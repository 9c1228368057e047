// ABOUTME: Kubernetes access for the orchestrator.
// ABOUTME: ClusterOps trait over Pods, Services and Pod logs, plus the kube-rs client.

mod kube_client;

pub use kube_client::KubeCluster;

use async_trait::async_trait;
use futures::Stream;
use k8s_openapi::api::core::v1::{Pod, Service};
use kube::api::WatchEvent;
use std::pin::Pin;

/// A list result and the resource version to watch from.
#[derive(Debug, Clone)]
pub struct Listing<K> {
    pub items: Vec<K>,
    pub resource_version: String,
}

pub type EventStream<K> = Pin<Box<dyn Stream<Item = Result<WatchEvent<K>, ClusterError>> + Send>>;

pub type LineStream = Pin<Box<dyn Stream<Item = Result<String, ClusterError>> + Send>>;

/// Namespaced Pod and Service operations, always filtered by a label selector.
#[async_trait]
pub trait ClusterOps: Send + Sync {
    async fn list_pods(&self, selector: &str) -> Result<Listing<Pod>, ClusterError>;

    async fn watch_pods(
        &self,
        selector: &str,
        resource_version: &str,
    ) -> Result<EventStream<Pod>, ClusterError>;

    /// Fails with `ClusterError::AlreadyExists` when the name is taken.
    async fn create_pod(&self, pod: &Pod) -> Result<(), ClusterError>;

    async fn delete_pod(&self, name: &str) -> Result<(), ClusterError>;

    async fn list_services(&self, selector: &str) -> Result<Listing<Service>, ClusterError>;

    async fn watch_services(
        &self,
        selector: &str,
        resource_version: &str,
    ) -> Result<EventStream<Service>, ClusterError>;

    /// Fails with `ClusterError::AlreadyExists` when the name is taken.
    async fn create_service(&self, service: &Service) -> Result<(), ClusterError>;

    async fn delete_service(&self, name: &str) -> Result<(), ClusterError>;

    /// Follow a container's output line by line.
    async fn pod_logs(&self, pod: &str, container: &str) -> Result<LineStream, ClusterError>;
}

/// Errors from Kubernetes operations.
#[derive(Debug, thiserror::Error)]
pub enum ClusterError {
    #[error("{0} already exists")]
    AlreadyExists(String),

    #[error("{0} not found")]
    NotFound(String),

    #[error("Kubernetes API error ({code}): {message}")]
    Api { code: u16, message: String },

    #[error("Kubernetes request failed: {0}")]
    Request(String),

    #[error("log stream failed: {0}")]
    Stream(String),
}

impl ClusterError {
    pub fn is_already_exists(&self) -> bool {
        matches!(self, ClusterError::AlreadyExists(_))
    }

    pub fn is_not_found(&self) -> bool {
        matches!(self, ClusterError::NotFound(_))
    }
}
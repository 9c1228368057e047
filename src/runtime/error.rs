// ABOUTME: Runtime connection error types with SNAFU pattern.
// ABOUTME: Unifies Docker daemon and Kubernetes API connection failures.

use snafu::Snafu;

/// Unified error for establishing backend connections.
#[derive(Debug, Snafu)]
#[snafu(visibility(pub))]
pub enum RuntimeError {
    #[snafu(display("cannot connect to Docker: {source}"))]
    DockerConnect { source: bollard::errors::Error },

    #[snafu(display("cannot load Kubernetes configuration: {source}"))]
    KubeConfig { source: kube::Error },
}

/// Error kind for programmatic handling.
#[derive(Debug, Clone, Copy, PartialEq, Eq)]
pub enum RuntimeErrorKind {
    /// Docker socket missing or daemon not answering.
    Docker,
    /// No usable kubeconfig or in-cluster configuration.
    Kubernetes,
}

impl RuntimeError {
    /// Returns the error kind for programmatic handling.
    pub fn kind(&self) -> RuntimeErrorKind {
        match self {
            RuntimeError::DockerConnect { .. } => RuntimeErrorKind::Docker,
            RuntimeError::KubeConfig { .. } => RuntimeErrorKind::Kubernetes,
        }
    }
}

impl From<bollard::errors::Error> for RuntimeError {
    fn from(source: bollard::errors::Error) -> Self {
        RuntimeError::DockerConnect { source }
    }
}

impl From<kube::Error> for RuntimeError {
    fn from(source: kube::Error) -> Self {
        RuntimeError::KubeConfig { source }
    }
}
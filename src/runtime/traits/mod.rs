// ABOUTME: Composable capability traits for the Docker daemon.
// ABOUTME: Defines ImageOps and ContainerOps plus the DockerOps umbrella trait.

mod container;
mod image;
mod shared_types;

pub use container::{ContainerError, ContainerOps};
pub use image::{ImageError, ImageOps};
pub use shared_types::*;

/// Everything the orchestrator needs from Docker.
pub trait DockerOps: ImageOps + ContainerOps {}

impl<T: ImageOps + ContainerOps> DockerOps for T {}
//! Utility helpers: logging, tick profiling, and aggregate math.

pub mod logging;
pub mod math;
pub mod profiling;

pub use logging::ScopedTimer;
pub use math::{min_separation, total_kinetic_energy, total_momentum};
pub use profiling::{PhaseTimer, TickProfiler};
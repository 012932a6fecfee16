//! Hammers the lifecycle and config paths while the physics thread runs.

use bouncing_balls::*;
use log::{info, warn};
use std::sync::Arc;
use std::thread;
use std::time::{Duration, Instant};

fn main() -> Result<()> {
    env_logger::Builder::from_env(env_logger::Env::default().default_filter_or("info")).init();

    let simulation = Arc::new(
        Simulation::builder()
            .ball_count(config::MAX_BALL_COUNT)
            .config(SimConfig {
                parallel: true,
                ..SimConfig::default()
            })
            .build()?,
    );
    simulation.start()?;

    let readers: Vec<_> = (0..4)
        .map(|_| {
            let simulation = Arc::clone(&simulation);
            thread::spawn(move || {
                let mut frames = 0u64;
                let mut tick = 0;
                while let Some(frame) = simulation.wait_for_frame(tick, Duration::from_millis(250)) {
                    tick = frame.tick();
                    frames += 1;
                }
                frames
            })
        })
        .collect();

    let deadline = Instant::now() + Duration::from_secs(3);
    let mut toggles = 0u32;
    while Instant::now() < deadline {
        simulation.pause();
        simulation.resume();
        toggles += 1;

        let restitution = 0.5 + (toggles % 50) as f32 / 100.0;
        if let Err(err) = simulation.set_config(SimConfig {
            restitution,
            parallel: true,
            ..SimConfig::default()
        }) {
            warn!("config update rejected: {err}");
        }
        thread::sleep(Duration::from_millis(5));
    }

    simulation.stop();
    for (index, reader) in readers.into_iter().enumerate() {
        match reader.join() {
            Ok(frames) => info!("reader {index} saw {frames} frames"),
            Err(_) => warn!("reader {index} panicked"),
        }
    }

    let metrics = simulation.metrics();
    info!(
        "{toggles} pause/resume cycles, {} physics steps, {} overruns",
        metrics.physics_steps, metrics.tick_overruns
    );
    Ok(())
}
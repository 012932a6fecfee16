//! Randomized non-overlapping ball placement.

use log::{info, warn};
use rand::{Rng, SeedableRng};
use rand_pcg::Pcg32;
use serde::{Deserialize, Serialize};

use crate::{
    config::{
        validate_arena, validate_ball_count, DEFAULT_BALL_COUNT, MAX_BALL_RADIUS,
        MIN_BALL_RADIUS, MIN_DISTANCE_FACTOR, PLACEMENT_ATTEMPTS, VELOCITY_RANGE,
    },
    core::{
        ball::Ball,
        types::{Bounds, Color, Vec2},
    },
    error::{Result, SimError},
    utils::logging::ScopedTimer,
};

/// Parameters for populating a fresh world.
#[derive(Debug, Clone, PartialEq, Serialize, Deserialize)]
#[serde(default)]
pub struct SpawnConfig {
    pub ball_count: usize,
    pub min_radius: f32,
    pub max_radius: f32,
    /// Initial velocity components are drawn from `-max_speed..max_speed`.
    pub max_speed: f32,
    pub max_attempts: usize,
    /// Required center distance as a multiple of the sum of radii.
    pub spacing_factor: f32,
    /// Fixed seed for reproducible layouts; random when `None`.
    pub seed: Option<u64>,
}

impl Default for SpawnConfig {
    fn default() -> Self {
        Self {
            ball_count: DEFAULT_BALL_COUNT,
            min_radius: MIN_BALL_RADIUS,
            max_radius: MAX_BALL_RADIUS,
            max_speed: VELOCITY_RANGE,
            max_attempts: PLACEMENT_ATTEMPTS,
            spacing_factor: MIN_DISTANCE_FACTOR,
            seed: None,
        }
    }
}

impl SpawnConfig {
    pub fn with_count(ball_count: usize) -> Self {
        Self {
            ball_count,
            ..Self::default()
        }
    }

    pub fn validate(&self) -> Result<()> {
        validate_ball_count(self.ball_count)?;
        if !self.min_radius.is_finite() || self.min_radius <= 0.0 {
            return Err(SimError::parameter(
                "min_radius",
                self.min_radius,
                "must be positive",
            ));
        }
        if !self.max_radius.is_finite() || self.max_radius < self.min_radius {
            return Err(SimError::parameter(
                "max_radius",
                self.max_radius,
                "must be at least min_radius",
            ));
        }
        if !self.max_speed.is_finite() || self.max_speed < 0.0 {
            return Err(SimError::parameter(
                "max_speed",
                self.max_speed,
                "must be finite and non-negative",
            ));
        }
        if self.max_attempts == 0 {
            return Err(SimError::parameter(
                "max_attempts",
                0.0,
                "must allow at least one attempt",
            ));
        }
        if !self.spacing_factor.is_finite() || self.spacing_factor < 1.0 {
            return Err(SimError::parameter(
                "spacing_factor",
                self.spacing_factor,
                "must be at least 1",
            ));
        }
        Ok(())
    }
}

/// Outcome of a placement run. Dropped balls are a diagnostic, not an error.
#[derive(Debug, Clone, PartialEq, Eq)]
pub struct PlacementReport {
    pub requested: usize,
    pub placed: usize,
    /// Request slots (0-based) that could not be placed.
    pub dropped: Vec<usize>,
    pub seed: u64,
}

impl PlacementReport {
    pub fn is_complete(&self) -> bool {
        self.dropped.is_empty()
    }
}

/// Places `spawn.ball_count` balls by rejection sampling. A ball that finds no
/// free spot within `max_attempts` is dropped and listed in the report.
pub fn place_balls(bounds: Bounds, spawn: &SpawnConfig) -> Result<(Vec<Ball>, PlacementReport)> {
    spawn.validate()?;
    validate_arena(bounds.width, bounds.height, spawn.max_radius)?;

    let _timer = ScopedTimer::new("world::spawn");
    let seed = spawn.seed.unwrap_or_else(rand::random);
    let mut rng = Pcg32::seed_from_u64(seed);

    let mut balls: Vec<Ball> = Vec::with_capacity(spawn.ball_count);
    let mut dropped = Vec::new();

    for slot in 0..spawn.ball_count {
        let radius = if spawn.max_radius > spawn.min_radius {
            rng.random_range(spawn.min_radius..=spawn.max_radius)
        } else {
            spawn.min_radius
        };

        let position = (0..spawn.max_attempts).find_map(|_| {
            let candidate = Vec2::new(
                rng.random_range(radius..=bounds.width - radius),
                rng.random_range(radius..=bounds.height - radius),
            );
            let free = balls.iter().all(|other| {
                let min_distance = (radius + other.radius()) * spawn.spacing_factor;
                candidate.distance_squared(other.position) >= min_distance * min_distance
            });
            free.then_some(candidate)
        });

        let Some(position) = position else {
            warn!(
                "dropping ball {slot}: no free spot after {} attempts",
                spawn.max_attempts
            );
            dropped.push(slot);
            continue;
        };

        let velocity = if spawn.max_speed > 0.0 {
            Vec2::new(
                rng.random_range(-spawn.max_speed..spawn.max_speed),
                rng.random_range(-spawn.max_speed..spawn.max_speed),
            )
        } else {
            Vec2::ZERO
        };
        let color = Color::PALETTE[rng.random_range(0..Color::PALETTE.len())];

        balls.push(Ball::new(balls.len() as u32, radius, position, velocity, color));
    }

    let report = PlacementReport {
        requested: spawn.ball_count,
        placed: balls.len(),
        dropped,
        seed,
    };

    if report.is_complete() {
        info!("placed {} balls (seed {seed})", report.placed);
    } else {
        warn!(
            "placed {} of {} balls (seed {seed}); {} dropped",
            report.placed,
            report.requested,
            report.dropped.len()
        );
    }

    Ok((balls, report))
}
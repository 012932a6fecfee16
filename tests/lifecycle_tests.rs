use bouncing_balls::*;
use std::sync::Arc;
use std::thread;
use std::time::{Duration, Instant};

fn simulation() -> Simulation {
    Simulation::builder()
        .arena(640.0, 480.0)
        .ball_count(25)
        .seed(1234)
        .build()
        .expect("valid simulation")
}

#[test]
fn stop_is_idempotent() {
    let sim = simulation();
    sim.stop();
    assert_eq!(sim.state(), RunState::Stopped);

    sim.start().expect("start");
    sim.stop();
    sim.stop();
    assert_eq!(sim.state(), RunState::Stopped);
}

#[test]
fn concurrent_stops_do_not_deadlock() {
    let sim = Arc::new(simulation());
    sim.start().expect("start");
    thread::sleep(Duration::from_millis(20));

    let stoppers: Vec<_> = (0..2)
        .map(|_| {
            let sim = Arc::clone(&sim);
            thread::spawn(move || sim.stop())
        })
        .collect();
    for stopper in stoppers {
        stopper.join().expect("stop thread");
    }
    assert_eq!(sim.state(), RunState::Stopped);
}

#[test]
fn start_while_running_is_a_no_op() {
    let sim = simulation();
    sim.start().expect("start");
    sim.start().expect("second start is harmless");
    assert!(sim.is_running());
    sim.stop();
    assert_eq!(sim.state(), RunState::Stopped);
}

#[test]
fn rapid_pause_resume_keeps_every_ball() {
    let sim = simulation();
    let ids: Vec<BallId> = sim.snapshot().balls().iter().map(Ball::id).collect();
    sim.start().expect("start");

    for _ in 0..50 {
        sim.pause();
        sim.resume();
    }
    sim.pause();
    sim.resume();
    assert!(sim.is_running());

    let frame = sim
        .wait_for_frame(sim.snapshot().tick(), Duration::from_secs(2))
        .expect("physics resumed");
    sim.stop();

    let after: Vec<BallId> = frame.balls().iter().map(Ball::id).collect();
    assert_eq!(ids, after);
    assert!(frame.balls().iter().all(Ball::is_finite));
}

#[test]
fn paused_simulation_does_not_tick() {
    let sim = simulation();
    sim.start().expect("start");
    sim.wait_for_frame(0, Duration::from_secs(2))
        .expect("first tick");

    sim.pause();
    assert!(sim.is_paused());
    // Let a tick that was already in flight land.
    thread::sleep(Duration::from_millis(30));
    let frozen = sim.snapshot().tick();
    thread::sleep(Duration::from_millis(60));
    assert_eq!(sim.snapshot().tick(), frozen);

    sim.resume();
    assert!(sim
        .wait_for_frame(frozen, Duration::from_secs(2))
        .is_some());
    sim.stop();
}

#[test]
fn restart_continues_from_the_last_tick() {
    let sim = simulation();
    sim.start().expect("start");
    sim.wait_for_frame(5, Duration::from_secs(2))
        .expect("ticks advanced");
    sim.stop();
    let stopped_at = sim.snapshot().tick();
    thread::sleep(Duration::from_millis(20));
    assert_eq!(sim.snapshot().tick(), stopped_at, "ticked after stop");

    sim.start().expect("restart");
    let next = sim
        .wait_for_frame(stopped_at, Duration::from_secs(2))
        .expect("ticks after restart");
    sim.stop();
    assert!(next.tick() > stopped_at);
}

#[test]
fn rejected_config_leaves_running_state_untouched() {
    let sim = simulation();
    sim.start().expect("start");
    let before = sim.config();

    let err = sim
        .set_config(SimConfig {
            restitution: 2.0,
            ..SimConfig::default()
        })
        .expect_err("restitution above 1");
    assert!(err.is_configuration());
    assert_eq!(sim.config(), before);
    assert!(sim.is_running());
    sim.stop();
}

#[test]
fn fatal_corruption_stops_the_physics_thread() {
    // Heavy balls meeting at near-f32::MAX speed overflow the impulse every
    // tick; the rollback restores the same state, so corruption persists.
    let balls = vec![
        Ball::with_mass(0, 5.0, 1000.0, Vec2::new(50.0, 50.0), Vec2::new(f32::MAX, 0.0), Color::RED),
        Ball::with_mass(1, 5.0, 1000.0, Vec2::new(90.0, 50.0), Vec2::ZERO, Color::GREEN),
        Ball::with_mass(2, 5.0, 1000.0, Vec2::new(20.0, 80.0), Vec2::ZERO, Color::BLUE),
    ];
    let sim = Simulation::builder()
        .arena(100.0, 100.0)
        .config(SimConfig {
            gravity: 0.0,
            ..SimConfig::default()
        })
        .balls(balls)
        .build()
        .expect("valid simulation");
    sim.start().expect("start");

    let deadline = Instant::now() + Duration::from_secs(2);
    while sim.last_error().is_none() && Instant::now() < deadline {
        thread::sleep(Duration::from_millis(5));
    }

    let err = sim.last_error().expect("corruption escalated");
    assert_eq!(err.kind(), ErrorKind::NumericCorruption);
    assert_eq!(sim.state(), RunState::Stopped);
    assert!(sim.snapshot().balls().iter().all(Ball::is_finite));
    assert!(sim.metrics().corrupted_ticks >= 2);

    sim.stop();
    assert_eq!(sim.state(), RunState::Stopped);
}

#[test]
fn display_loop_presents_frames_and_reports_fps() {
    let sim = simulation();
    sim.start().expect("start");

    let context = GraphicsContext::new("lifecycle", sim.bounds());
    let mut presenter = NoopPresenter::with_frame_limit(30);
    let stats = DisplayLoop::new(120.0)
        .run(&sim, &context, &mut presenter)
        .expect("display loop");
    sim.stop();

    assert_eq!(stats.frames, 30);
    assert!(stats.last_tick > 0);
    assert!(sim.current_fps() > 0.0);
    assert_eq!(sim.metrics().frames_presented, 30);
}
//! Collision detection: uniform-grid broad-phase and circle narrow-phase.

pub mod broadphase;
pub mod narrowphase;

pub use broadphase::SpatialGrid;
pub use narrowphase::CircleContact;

* * *

What are the lines, exactly as written above, from the line with "DockerOps umbrella trait." to the line with "let deadline = Instant::now() + Duration::from_secs(3);", both included? Output only those.

// ABOUTME: Defines ImageOps and ContainerOps plus the DockerOps umbrella trait.

mod container;
mod image;
mod shared_types;

pub use container::{ContainerError, ContainerOps};
pub use image::{ImageError, ImageOps};
pub use shared_types::*;

/// Everything the orchestrator needs from Docker.
pub trait DockerOps: ImageOps + ContainerOps {}

impl<T: ImageOps + ContainerOps> DockerOps for T {}
//! Utility helpers: logging, tick profiling, and aggregate math.

pub mod logging;
pub mod math;
pub mod profiling;

pub use logging::ScopedTimer;
pub use math::{min_separation, total_kinetic_energy, total_momentum};
pub use profiling::{PhaseTimer, TickProfiler};
repository 012932a6fecfee16
//! Hammers the lifecycle and config paths while the physics thread runs.

use bouncing_balls::*;
use log::{info, warn};
use std::sync::Arc;
use std::thread;
use std::time::{Duration, Instant};

fn main() -> Result<()> {
    env_logger::Builder::from_env(env_logger::Env::default().default_filter_or("info")).init();

    let simulation = Arc::new(
        Simulation::builder()
            .ball_count(config::MAX_BALL_COUNT)
            .config(SimConfig {
                parallel: true,
                ..SimConfig::default()
            })
            .build()?,
    );
    simulation.start()?;

    let readers: Vec<_> = (0..4)
        .map(|_| {
            let simulation = Arc::clone(&simulation);
            thread::spawn(move || {
                let mut frames = 0u64;
                let mut tick = 0;
                while let Some(frame) = simulation.wait_for_frame(tick, Duration::from_millis(250)) {
                    tick = frame.tick();
                    frames += 1;
                }
                frames
            })
        })
        .collect();

    let deadline = Instant::now() + Duration::from_secs(3);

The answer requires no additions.